During the data preprocessing phase, isolated nodes not connected to the target meta-paths were removed to ensure the structural integrity and semantic consistency of the embedding corpus. Subsequently, structured random walks were carried out based on predefined meta-path templates, generating node pair sequences used to train the Word2Vec model and learn vector-space representations. This process emphasized the modeling of co-occurrence relationships along semantic paths, resulting in node embeddings that simultaneously capture semantic coherence and discriminative power, thereby laying a solid foundation for the downstream recommendation process.
Table 6 summarizes the key statistics of the experimental knowledge graph, which includes 872 nodes and 1208 relationships. A total of 500 structured walk sequences were generated under the guidance of the meta-path template to form the embedding corpus.
For node embedding implementation, the classical Word2Vec algorithm with a Skip-Gram architecture was employed to learn vector representations from the walk sequences. To enhance both model expressiveness and training efficiency, key hyperparameters were carefully configured, as summarized in
Table 7. These parameter settings were not chosen arbitrarily; rather, they represent a combination of empirical experience from related studies and practical tuning on our dataset, where the current configuration provided a balanced trade-off between model performance and computational efficiency. The embedding dimension was set to 128, balancing representation capacity and computational cost. A context window size of 5 was chosen to capture the local neighborhood structure, while the number of negative samples was set to 10 to improve contrastive learning. The model was trained for 30 epochs, using an initial learning rate of 0.01 with exponential decay to ensure stable convergence. Additionally, to guarantee sufficient diversity and coverage of training samples, each node was sampled 50 times with a walk length of 7, producing high-quality semantic sequences for embedding learning.
Through the above data preparation pipeline and parameter configuration, this study successfully developed an embedding model characterized by strong semantic alignment and structural stability. The entire process—from semantic path design and structured sampling to model training and vector output—demonstrates methodological rigor and systematic implementation. This embedding system provides a reliable and interpretable foundation for the subsequent sensor recommendation algorithm and its comprehensive evaluation in disaster-related remote sensing applications.

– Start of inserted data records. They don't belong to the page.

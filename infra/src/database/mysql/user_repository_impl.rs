//! MySQL implementation of the UserRepository trait.

use async_trait::async_trait;
use sqlx::mysql::MySqlRow;
use sqlx::MySqlPool;

use blog_core::domain::entities::user::{NewUser, User, UserId};
use blog_core::errors::{AuthError, DomainError};
use blog_core::repositories::UserRepository;

use super::column;
use crate::InfrastructureError;

/// MySQL implementation of UserRepository over the `users` table
pub struct MySqlUserRepository {
    /// Database connection pool
    pool: MySqlPool,
}

impl MySqlUserRepository {
    /// Create a new MySQL user repository
    pub fn new(pool: MySqlPool) -> Self {
        Self { pool }
    }

    /// Convert database row to User entity
    fn row_to_user(row: &MySqlRow) -> Result<User, InfrastructureError> {
        Ok(User {
            id: column(row, "id")?,
            email: column(row, "email")?,
            password: column(row, "password")?,
        })
    }
}

#[async_trait]
impl UserRepository for MySqlUserRepository {
    async fn find_by_id(&self, id: UserId) -> Result<Option<User>, DomainError> {
        tracing::debug!(user_id = id, "Loading user by id");

        let row = sqlx::query("SELECT id, email, password FROM users WHERE id = ? LIMIT 1")
            .bind(id)
            .fetch_optional(&self.pool)
            .await
            .map_err(InfrastructureError::from)?;

        Ok(row.as_ref().map(Self::row_to_user).transpose()?)
    }

    async fn find_by_email(&self, email: &str) -> Result<Option<User>, DomainError> {
        tracing::debug!("Loading user by email");

        let row = sqlx::query("SELECT id, email, password FROM users WHERE email = ? LIMIT 1")
            .bind(email)
            .fetch_optional(&self.pool)
            .await
            .map_err(InfrastructureError::from)?;

        Ok(row.as_ref().map(Self::row_to_user).transpose()?)
    }

    async fn create(&self, user: NewUser) -> Result<User, DomainError> {
        let result = sqlx::query("INSERT INTO users (email, password) VALUES (?, ?)")
            .bind(&user.email)
            .bind(&user.password)
            .execute(&self.pool)
            .await
            .map_err(|e| match e {
                sqlx::Error::Database(ref db) if db.is_unique_violation() => {
                    DomainError::from(AuthError::EmailAlreadyExists)
                }
                other => InfrastructureError::from(other).into(),
            })?;

        let id = result.last_insert_id() as UserId;
        tracing::debug!(user_id = id, "Inserted user");

        Ok(User::new(id, user.email, user.password))
    }
}
//! Integration tests for the HTTP API against in-memory repositories

#[cfg(test)]
mod tests {
    use std::sync::Arc;

    use actix_web::{http::StatusCode, test, web};
    use chrono::{Duration, Utc};
    use serde_json::{json, Value};

    use blog_api::app::create_app;
    use blog_api::dto::{ArticleResponse, CreateAccessTokenResponse, LoginResponse};
    use blog_api::routes::AppState;
    use blog_core::domain::entities::token::RefreshToken;
    use blog_core::domain::entities::user::User;
    use blog_core::repositories::{
        MockArticleRepository, MockRefreshTokenRepository, MockUserRepository,
        RefreshTokenRepository,
    };
    use blog_core::services::{
        AuthServiceConfig, SigningConfig, TokenCodec, TokenIssuer, TokenValidator, MIN_BCRYPT_COST,
    };
    use blog_shared::config::Environment;

    type State = AppState<MockUserRepository, MockRefreshTokenRepository, MockArticleRepository>;

    struct Context {
        state: web::Data<State>,
        users: Arc<MockUserRepository>,
        refresh_tokens: Arc<MockRefreshTokenRepository>,
        codec: TokenCodec,
    }

    fn context() -> Context {
        let users = Arc::new(MockUserRepository::new());
        let refresh_tokens = Arc::new(MockRefreshTokenRepository::new());
        let codec = TokenCodec::new(SigningConfig::new("blog-api-test", "api-test-secret"));
        let state = web::Data::new(AppState::new(
            users.clone(),
            refresh_tokens.clone(),
            Arc::new(MockArticleRepository::new()),
            codec.clone(),
            AuthServiceConfig::new(MIN_BCRYPT_COST),
        ));

        Context {
            state,
            users,
            refresh_tokens,
            codec,
        }
    }

    impl Context {
        async fn logged_in(&self) -> LoginResponse {
            self.state
                .auth_service
                .signup("writer@example.com", "password1")
                .await
                .unwrap();
            let pair = self
                .state
                .auth_service
                .login("writer@example.com", "password1")
                .await
                .unwrap();
            LoginResponse::from(pair)
        }
    }

    #[actix_web::test]
    async fn test_health_check() {
        let ctx = context();
        let app = test::init_service(create_app(ctx.state.clone(), Environment::Development)).await;

        let req = test::TestRequest::get().uri("/health").to_request();
        let body: Value = test::call_and_read_body_json(&app, req).await;

        assert_eq!(body["status"], "healthy");
        assert!(body["version"].is_string());
    }

    #[actix_web::test]
    async fn test_signup() {
        let ctx = context();
        let app = test::init_service(create_app(ctx.state.clone(), Environment::Development)).await;

        let req = test::TestRequest::post()
            .uri("/user")
            .set_json(json!({ "email": "new@example.com", "password": "pw" }))
            .to_request();
        let resp = test::call_service(&app, req).await;
        assert_eq!(resp.status(), StatusCode::CREATED);
        let body: Value = test::read_body_json(resp).await;
        assert_eq!(body["id"], 1);

        let duplicate = test::TestRequest::post()
            .uri("/user")
            .set_json(json!({ "email": "new@example.com", "password": "pw" }))
            .to_request();
        let resp = test::call_service(&app, duplicate).await;
        assert_eq!(resp.status(), StatusCode::CONFLICT);

        let invalid = test::TestRequest::post()
            .uri("/user")
            .set_json(json!({ "email": "not-an-email", "password": "pw" }))
            .to_request();
        let resp = test::call_service(&app, invalid).await;
        assert_eq!(resp.status(), StatusCode::BAD_REQUEST);
        let body: Value = test::read_body_json(resp).await;
        assert_eq!(body["error"], "VALIDATION_ERROR");
        assert_eq!(body["details"]["fields"], json!(["email"]));
    }

    #[actix_web::test]
    async fn test_login() {
        let ctx = context();
        ctx.state
            .auth_service
            .signup("reader@example.com", "password1")
            .await
            .unwrap();
        let app = test::init_service(create_app(ctx.state.clone(), Environment::Development)).await;

        let req = test::TestRequest::post()
            .uri("/api/login")
            .set_json(json!({ "email": "reader@example.com", "password": "password1" }))
            .to_request();
        let resp = test::call_service(&app, req).await;
        assert_eq!(resp.status(), StatusCode::OK);
        let body: Value = test::read_body_json(resp).await;
        assert!(body["accessToken"].is_string());
        assert!(body["refreshToken"].is_string());

        let wrong = test::TestRequest::post()
            .uri("/api/login")
            .set_json(json!({ "email": "reader@example.com", "password": "nope" }))
            .to_request();
        let resp = test::call_service(&app, wrong).await;
        assert_eq!(resp.status(), StatusCode::UNAUTHORIZED);
    }

    #[actix_web::test]
    async fn test_create_new_access_token() {
        let ctx = context();
        let pair = ctx.logged_in().await;
        let app = test::init_service(create_app(ctx.state.clone(), Environment::Development)).await;

        let req = test::TestRequest::post()
            .uri("/api/token")
            .set_json(json!({ "refreshToken": pair.refresh_token }))
            .to_request();
        let resp = test::call_service(&app, req).await;
        assert_eq!(resp.status(), StatusCode::CREATED);

        let body: CreateAccessTokenResponse = test::read_body_json(resp).await;
        let claims = ctx.codec.decode(&body.access_token).unwrap();
        assert_eq!(claims.sub, "writer@example.com");
        assert_eq!(claims.user_id(), Some(1));
        assert_eq!(claims.exp - claims.iat, 7200);
    }

    #[actix_web::test]
    async fn test_create_new_access_token_failures_are_bad_requests() {
        let ctx = context();
        let pair = ctx.logged_in().await;

        // A record whose owner no longer exists
        let ghost = User::new(77, "ghost@example.com", "hash");
        ctx.users.insert(ghost.clone()).await;
        let orphaned = TokenIssuer::new(ctx.codec.clone())
            .issue(&ghost, Duration::days(14))
            .unwrap();
        ctx.refresh_tokens
            .save(RefreshToken::new(ghost.id, orphaned.clone(), Utc::now() + Duration::days(14)))
            .await
            .unwrap();
        assert!(ctx.users.remove(77).await.is_some());

        let app = test::init_service(create_app(ctx.state.clone(), Environment::Development)).await;

        for token in ["garbage", pair.access_token.as_str(), orphaned.as_str()] {
            let req = test::TestRequest::post()
                .uri("/api/token")
                .set_json(json!({ "refreshToken": token }))
                .to_request();
            let resp = test::call_service(&app, req).await;
            assert_eq!(resp.status(), StatusCode::BAD_REQUEST);

            let body: Value = test::read_body_json(resp).await;
            assert!(body["error"].is_string());
            assert!(body["message"].is_string());
        }
    }

    #[actix_web::test]
    async fn test_create_new_access_token_rejects_malformed_body() {
        let ctx = context();
        let app = test::init_service(create_app(ctx.state.clone(), Environment::Development)).await;

        let req = test::TestRequest::post()
            .uri("/api/token")
            .set_json(json!({ "token": "abc" }))
            .to_request();
        let resp = test::call_service(&app, req).await;
        assert_eq!(resp.status(), StatusCode::BAD_REQUEST);

        let body: Value = test::read_body_json(resp).await;
        assert_eq!(body["error"], "BAD_REQUEST");
    }

    #[actix_web::test]
    async fn test_articles_require_bearer_token() {
        let ctx = context();
        let app = test::init_service(create_app(ctx.state.clone(), Environment::Development)).await;

        let req = test::TestRequest::get().uri("/api/articles").to_request();
        let resp = test::call_service(&app, req).await;
        assert_eq!(resp.status(), StatusCode::UNAUTHORIZED);
        let body: Value = test::read_body_json(resp).await;
        assert_eq!(body["error"], "UNAUTHORIZED");

        let req = test::TestRequest::get()
            .uri("/api/articles")
            .insert_header(("Authorization", "Bearer invalid-token"))
            .to_request();
        let resp = test::call_service(&app, req).await;
        assert_eq!(resp.status(), StatusCode::UNAUTHORIZED);
    }

    #[actix_web::test]
    async fn test_article_crud() {
        let ctx = context();
        let pair = ctx.logged_in().await;
        let bearer = format!("Bearer {}", pair.access_token);
        assert!(TokenValidator::new(ctx.codec.clone()).is_valid(&pair.access_token));

        let app = test::init_service(create_app(ctx.state.clone(), Environment::Development)).await;

        let req = test::TestRequest::post()
            .uri("/api/articles")
            .insert_header(("Authorization", bearer.as_str()))
            .set_json(json!({ "title": "First", "content": "Hello" }))
            .to_request();
        let resp = test::call_service(&app, req).await;
        assert_eq!(resp.status(), StatusCode::CREATED);
        let created: Value = test::read_body_json(resp).await;
        let id = created["id"].as_i64().unwrap();
        assert_eq!(created["title"], "First");

        let req = test::TestRequest::get()
            .uri("/api/articles")
            .insert_header(("Authorization", bearer.as_str()))
            .to_request();
        let list: Vec<ArticleResponse> = test::call_and_read_body_json(&app, req).await;
        assert_eq!(
            list,
            vec![ArticleResponse {
                title: "First".to_string(),
                content: "Hello".to_string(),
            }]
        );

        let req = test::TestRequest::put()
            .uri(&format!("/api/articles/{}", id))
            .insert_header(("Authorization", bearer.as_str()))
            .set_json(json!({ "title": "Edited", "content": "Changed" }))
            .to_request();
        let resp = test::call_service(&app, req).await;
        assert_eq!(resp.status(), StatusCode::OK);

        let req = test::TestRequest::get()
            .uri(&format!("/api/articles/{}", id))
            .insert_header(("Authorization", bearer.as_str()))
            .to_request();
        let found: Value = test::call_and_read_body_json(&app, req).await;
        assert_eq!(found, json!({ "title": "Edited", "content": "Changed" }));

        let req = test::TestRequest::delete()
            .uri(&format!("/api/articles/{}", id))
            .insert_header(("Authorization", bearer.as_str()))
            .to_request();
        let resp = test::call_service(&app, req).await;
        assert_eq!(resp.status(), StatusCode::OK);

        let req = test::TestRequest::get()
            .uri(&format!("/api/articles/{}", id))
            .insert_header(("Authorization", bearer.as_str()))
            .to_request();
        let resp = test::call_service(&app, req).await;
        assert_eq!(resp.status(), StatusCode::NOT_FOUND);
        let body: Value = test::read_body_json(resp).await;
        assert_eq!(body["message"], format!("not found: {}", id));
    }
}
//! Create `character` table.
//! Every column except the identity key is nullable; the API accepts partial payloads.
use sea_orm_migration::{prelude::*, schema::*};

#[derive(DeriveMigrationName)]
pub struct Migration;

#[async_trait::async_trait]
impl MigrationTrait for Migration {
    async fn up(&self, manager: &SchemaManager) -> Result<(), DbErr> {
        manager
            .create_table(
                Table::create()
                    .table(Character::Table)
                    .if_not_exists()
                    .col(big_integer(Character::CharacterId).auto_increment().primary_key())
                    .col(string_null(Character::CharacterName))
                    .col(integer_null(Character::CharacterAge))
                    .col(text_null(Character::CharacterDesc))
                    .col(text_null(Character::CharacterImage))
                    .col(integer_null(Character::CharacterPowerlevel))
                    .to_owned(),
            )
            .await
    }

    async fn down(&self, manager: &SchemaManager) -> Result<(), DbErr> {
        manager.drop_table(Table::drop().table(Character::Table).to_owned()).await
    }
}

#[derive(DeriveIden)]
enum Character {
    Table,
    CharacterId,
    CharacterName,
    CharacterAge,
    CharacterDesc,
    CharacterImage,
    CharacterPowerlevel,
}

4. Remote Sensing Data Recommendation: Validation and Analysis
4.1. Evaluation of Recommendation Results Based on Knowledge Graph Semantic Path Guidance
To evaluate the adaptability and effectiveness of the proposed semantic path embedding-based remote sensing data recommendation model across diverse disaster-related tasks, a task-driven evaluation framework was established. Drawing from remote sensing case studies on floods, landslides, and wildfires—collected from the China National Knowledge Infrastructure (CNKI)—a validation dataset comprising 14 distinct task types and a total of 240 instances was systematically curated. The dataset spans a broad spectrum of spectral combinations, ranging from visible to microwave bands, while also incorporating variations in spatial and temporal resolution requirements, thereby providing a comprehensive testbed for model validation.
A three-tier validation mechanism was adopted to assess the recommendation results, integrating (1) a literature-based reference library, (2) expert cross-validation, and (3) automated parameter verification. First, a standardized knowledge base was constructed to map remote sensing task demands to corresponding sensors, serving as a benchmark for evaluation. Second, domain experts in remote sensing were invited to manually assess the relevance and suitability of recommended sensors with respect to real-world task objectives. This expert review was supplemented by semantic retrieval and parameter-based verification techniques, ensuring the objectivity, thoroughness, and domain validity of the assessment process. The recommendation accuracy was calculated using Equation (3), defined as the proportion of valid recommendations within the model’s Top-K outputs.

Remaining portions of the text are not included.